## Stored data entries

■ ■ ■ ■ ■ ■ ■

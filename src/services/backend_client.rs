//! 学习助手后端客户端 - 业务能力层
//!
//! 封装所有与后端 HTTP API 的交互：总结、测验、闪卡、聊天、学习计划、反馈。
//!
//! ## 技术栈
//! - 使用 `reqwest` 发送 JSON 请求，客户端在生命周期内复用
//! - 非 2xx 响应会解析后端的 `detail` / `message` 字段作为错误信息

use std::future::Future;
use std::time::Duration;

use reqwest::{Client, Response, Url};
use serde::de::DeserializeOwned;
use serde::Serialize;
use tracing::{debug, warn};

use crate::config::Config;
use crate::error::{AppError, AppResult, ConfigError};
use crate::models::backend::{
    DocumentInfo, ErrorBody, FeedbackRequest, FeedbackResponse, FlashcardResponse,
    GenerateRequest, HealthResponse, QueryMode, QueryRequest, QueryResponse, QuizResponse,
};
use crate::models::{Flashcard, QuizItem, SummaryStyle};

/// `/api/query` 能力
///
/// 流程层只依赖这一能力，测试时可以替换为本地实现。
pub trait QueryBackend {
    fn query(&self, request: &QueryRequest) -> impl Future<Output = AppResult<QueryResponse>> + Send;
}

/// 后端客户端
#[derive(Clone)]
pub struct BackendClient {
    client: Client,
    base_url: Url,
}

impl BackendClient {
    /// 按配置创建客户端
    pub fn new(config: &Config) -> AppResult<Self> {
        let mut base_url = Url::parse(&config.backend_base_url)
            .ok()
            .filter(|url| matches!(url.scheme(), "http" | "https"))
            .ok_or_else(|| ConfigError::InvalidBackendUrl {
                url: config.backend_base_url.clone(),
            })?;

        // 路径前缀以 `/` 结尾，相对路径才会拼在前缀之后
        if !base_url.path().ends_with('/') {
            let path = format!("{}/", base_url.path());
            base_url.set_path(&path);
        }

        let client = Client::builder()
            .timeout(Duration::from_secs(config.request_timeout_secs))
            .build()?;

        Ok(Self { client, base_url })
    }

    /// 健康检查：`GET /`
    pub async fn health(&self) -> AppResult<String> {
        let response: HealthResponse = self.get_json("/").await?;
        Ok(response.status)
    }

    /// 列出已上传的文档：`GET /api/docs`
    pub async fn list_documents(&self) -> AppResult<Vec<DocumentInfo>> {
        self.get_json("/api/docs").await
    }

    /// 总结文档
    pub async fn summarize(&self, doc_name: &str, style: SummaryStyle) -> AppResult<QueryResponse> {
        let request = QueryRequest {
            prompt: format!("Summarize this document in {} style", style.key()),
            docs: vec![doc_name.to_string()],
            mode: QueryMode::Summarize,
            style: Some(style.key().to_string()),
        };
        self.post_json("/api/query", &request).await
    }

    /// 生成测验题：`POST /api/quiz`
    pub async fn generate_quiz(&self, text: &str, num_questions: usize) -> AppResult<Vec<QuizItem>> {
        let request = GenerateRequest {
            text: text.to_string(),
            num_questions,
        };
        let response: QuizResponse = self.post_json("/api/quiz", &request).await?;
        debug!("后端返回 {} 道测验题", response.quiz.len());
        Ok(response.quiz)
    }

    /// 生成闪卡：`POST /api/flashcards`
    pub async fn generate_flashcards(&self, text: &str, count: usize) -> AppResult<Vec<Flashcard>> {
        let request = GenerateRequest {
            text: text.to_string(),
            num_questions: count,
        };
        let response: FlashcardResponse = self.post_json("/api/flashcards", &request).await?;
        debug!("后端返回 {} 张闪卡", response.flashcards.len());
        Ok(response.flashcards)
    }

    /// 提交反馈：`POST /api/feedback`
    pub async fn send_feedback(&self, feedback: &FeedbackRequest) -> AppResult<FeedbackResponse> {
        self.post_json("/api/feedback", feedback).await
    }

    // ========== 辅助函数 ==========

    fn endpoint(&self, path: &str) -> AppResult<Url> {
        self.base_url
            .join(path.trim_start_matches('/'))
            .map_err(|e| AppError::api_request_failed(path, e))
    }

    async fn get_json<T: DeserializeOwned>(&self, path: &str) -> AppResult<T> {
        let url = self.endpoint(path)?;
        debug!("GET {}", url);

        let response = self
            .client
            .get(url)
            .send()
            .await
            .map_err(|e| AppError::api_request_failed(path, e))?;

        decode(path, response).await
    }

    async fn post_json<B: Serialize + ?Sized, T: DeserializeOwned>(
        &self,
        path: &str,
        body: &B,
    ) -> AppResult<T> {
        let url = self.endpoint(path)?;
        debug!("POST {}", url);

        let response = self
            .client
            .post(url)
            .json(body)
            .send()
            .await
            .map_err(|e| AppError::api_request_failed(path, e))?;

        decode(path, response).await
    }
}

impl QueryBackend for BackendClient {
    async fn query(&self, request: &QueryRequest) -> AppResult<QueryResponse> {
        self.post_json("/api/query", request).await
    }
}

/// 解析响应：非 2xx 转为 `BadResponse`，其余按 JSON 解码
async fn decode<T: DeserializeOwned>(path: &str, response: Response) -> AppResult<T> {
    let status = response.status();
    let body = response
        .text()
        .await
        .map_err(|e| AppError::api_request_failed(path, e))?;

    if !status.is_success() {
        let detail = serde_json::from_str::<ErrorBody>(&body)
            .ok()
            .and_then(ErrorBody::into_detail);
        warn!("后端返回错误 {} ({}): {:?}", status.as_u16(), path, detail);
        return Err(AppError::bad_response(path, status.as_u16(), detail));
    }

    Ok(serde_json::from_str(&body)?)
}

/// 构建学习计划的提示词
///
/// 后端会从提示词中解析 `{days}-day` 和 `for learning: {topic}`，格式不能随意改动。
pub fn plan_prompt(topic: &str, days: u32) -> String {
    format!(
        "Create a detailed {days}-day study plan for learning: {topic}

Please structure it as follows:
- Day-by-day breakdown with clear topics
- Daily learning objectives
- Recommended study duration per day
- Specific activities and exercises
- Mini quizzes every 3 days
- Study tips and best practices

Make it comprehensive, actionable, and motivating!"
    )
}

/// 学习计划查询：对话模式、不附带文档
pub fn plan_query(topic: &str, days: u32) -> QueryRequest {
    QueryRequest {
        prompt: plan_prompt(topic, days),
        docs: Vec::new(),
        mode: QueryMode::Chat,
        style: None,
    }
}
//! Random-access seeking (§ 4.10 of the spec).
//!
//! Seeking works in two stages. First a coarse search narrows down to a byte range of the
//! container whose pages bracket the target sample, using each probed page's granule
//! position (the sample count up to and including that page) as the bisection key. Then the
//! caller reopens packet reassembly at that byte offset and decodes forward, discarding
//! output samples, until it reaches the exact target — granule positions only bound a page,
//! they don't pinpoint a sample within it.

use std::io::{Read, Seek};

use crate::ogg::{find_next_page, read_page_at};

/// The byte range a seekable stream's Vorbis pages occupy, and the serial number identifying
/// its logical bitstream.
#[derive(Debug, Clone, Copy)]
pub(crate) struct SeekBounds {
	pub(crate) serial_number: u32,
	pub(crate) data_start: u64,
	pub(crate) data_end: u64
}

/// Scans backward from the end of the stream for the last page of `serial_number`, returning
/// its granule position: the total sample count of the stream, per § 4.10's definition of
/// stream length.
pub(crate) fn total_samples<R: Read + Seek>(
	source: &mut R,
	bounds: SeekBounds
) -> Result<i64, crate::error::DecoderError> {
	// A single Ogg page is at most roughly 64 KiB (255 segments of 255 bytes, plus header);
	// scanning that much of the tail is enough to find the last page without walking the
	// whole file from the start.
	const TAIL_WINDOW: u64 = 128 * 1024;

	let scan_start = bounds.data_end.saturating_sub(TAIL_WINDOW).max(bounds.data_start);

	let mut cursor = scan_start;
	let mut last_granule = -1i64;

	while cursor < bounds.data_end {
		let Some(page_offset) = find_next_page(source, cursor)
			.map_err(|e| crate::error::DecoderError::InvalidOperation(describe_ogg_error(&e)))?
		else {
			break;
		};
		if page_offset >= bounds.data_end {
			break;
		}

		let Ok(page) = read_page_at(source, page_offset) else {
			cursor = page_offset + 1;
			continue;
		};

		if page.header.serial_number == bounds.serial_number && page.header.granule_position >= 0 {
			last_granule = page.header.granule_position;
		}

		cursor = page.end_offset.max(page_offset + 1);
	}

	Ok(last_granule)
}

/// Coarse seek search (§ 4.10): bisects the byte range for the page whose granule position
/// range brackets `target_sample`, returning that page's start offset. The caller must still
/// decode forward from there and discard samples before `target_sample`.
pub(crate) fn locate_page_for_sample<R: Read + Seek>(
	source: &mut R,
	bounds: SeekBounds,
	target_sample: i64
) -> Result<u64, crate::error::DecoderError> {
	let mut low = bounds.data_start;
	let mut high = bounds.data_end;
	let mut best_offset = bounds.data_start;

	// A handful of bisection steps is enough to narrow down to a small byte window even for
	// large files; each step at minimum halves the search range, and real Ogg pages are at
	// most a few tens of kilobytes, so 64 iterations vastly over-covers any realistic file.
	for _ in 0..64 {
		if high <= low {
			break;
		}

		let probe = low + (high - low) / 2;
		let Some(page_offset) = find_next_page(source, probe)
			.map_err(|e| crate::error::DecoderError::InvalidOperation(describe_ogg_error(&e)))?
		else {
			high = probe;
			continue;
		};
		if page_offset >= high {
			high = probe;
			continue;
		}

		let Ok(page) = read_page_at(source, page_offset) else {
			high = probe;
			continue;
		};

		if page.header.granule_position < 0 {
			low = page.end_offset;
			continue;
		}

		if page.header.granule_position <= target_sample {
			best_offset = page_offset;
			low = page.end_offset;
		} else {
			high = page_offset.max(bounds.data_start);
		}

		if high.saturating_sub(low) < 4096 {
			break;
		}
	}

	Ok(best_offset)
}

fn describe_ogg_error(_error: &crate::ogg::OggError) -> &'static str {
	"I/O error while seeking through Ogg pages"
}

#[cfg(test)]
mod tests {
	use std::io::Cursor;

	use super::*;

	const CAPTURE_PATTERN: [u8; 4] = *b"OggS";

	fn build_page(granule_position: i64, serial_number: u32, sequence_number: u32, payload: &[u8]) -> Vec<u8> {
		let segment_table: Vec<u8> = {
			let mut lacing = vec![255u8; payload.len() / 255];
			lacing.push((payload.len() % 255) as u8);
			lacing
		};

		let mut fixed = Vec::with_capacity(27);
		fixed.extend_from_slice(&CAPTURE_PATTERN);
		fixed.push(0); // version
		fixed.push(0); // header type, irrelevant to the seek engine
		fixed.extend_from_slice(&granule_position.to_le_bytes());
		fixed.extend_from_slice(&serial_number.to_le_bytes());
		fixed.extend_from_slice(&sequence_number.to_le_bytes());
		fixed.extend_from_slice(&[0u8; 4]); // CRC placeholder; the seek engine never validates it
		fixed.push(segment_table.len() as u8);

		let mut page = fixed;
		page.extend_from_slice(&segment_table);
		page.extend_from_slice(payload);
		page
	}

	/// Five pages, 100 samples of granule position apart, each with a 10-byte payload.
	fn build_stream(serial_number: u32) -> Vec<u8> {
		let mut stream = Vec::new();
		for page_index in 0..5u32 {
			let granule = (page_index as i64 + 1) * 100;
			stream.extend_from_slice(&build_page(granule, serial_number, page_index, &[0u8; 10]));
		}
		stream
	}

	fn bounds_for(stream: &[u8], serial_number: u32) -> SeekBounds {
		SeekBounds {
			serial_number,
			data_start: 0,
			data_end: stream.len() as u64
		}
	}

	#[test]
	fn total_samples_finds_last_pages_granule_position() {
		let stream = build_stream(1);
		let bounds = bounds_for(&stream, 1);
		let mut source = Cursor::new(stream);

		assert_eq!(total_samples(&mut source, bounds).unwrap(), 500);
	}

	#[test]
	fn total_samples_ignores_other_serial_numbers() {
		let mut stream = build_stream(1);
		stream.extend_from_slice(&build_page(9999, 2, 0, &[0u8; 10]));
		let bounds = bounds_for(&stream, 1);
		let mut source = Cursor::new(stream);

		assert_eq!(total_samples(&mut source, bounds).unwrap(), 500);
	}

	#[test]
	fn locate_page_for_sample_never_lands_past_the_target() {
		let stream = build_stream(1);
		let bounds = bounds_for(&stream, 1);
		let mut source = Cursor::new(stream.clone());

		// The seek contract only promises a safe starting point to decode forward from and
		// discard samples before the target, not the tightest possible page: the returned
		// page's own granule position must never already be past the target sample.
		let offset = locate_page_for_sample(&mut source, bounds, 250).unwrap();
		let located = read_page_at(&mut source, offset).unwrap();
		assert!(located.header.granule_position <= 250);

		// Decoding forward from there must still reach a page covering the target.
		let mut cursor = located.end_offset;
		let mut reached = located.header.granule_position >= 250;
		while !reached && cursor < bounds.data_end {
			let Some(page_offset) = find_next_page(&mut source, cursor).unwrap() else {
				break;
			};
			let page = read_page_at(&mut source, page_offset).unwrap();
			reached = page.header.granule_position >= 250;
			cursor = page.end_offset;
		}
		assert!(reached, "forward decode from the located page never reaches the target sample");
	}

	#[test]
	fn locate_page_for_sample_clamps_to_first_page_for_early_targets() {
		let stream = build_stream(1);
		let bounds = bounds_for(&stream, 1);
		let mut source = Cursor::new(stream);

		let offset = locate_page_for_sample(&mut source, bounds, 0).unwrap();
		assert_eq!(offset, bounds.data_start);
	}
}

■ ■ ■ ■ ■ ■ ■

## Exercise goal
Nothing but the lines from the top of the entries above through the line with "use std::future::Future;" should be set down, each exactly as written.

## Exercise solution
filename src/services/backend_client.rs
//! 学习助手后端客户端 - 业务能力层
//!
//! 封装所有与后端 HTTP API 的交互：总结、测验、闪卡、聊天、学习计划、反馈。
//!
//! ## 技术栈
//! - 使用 `reqwest` 发送 JSON 请求，客户端在生命周期内复用
//! - 非 2xx 响应会解析后端的 `detail` / `message` 字段作为错误信息

use std::future::Future;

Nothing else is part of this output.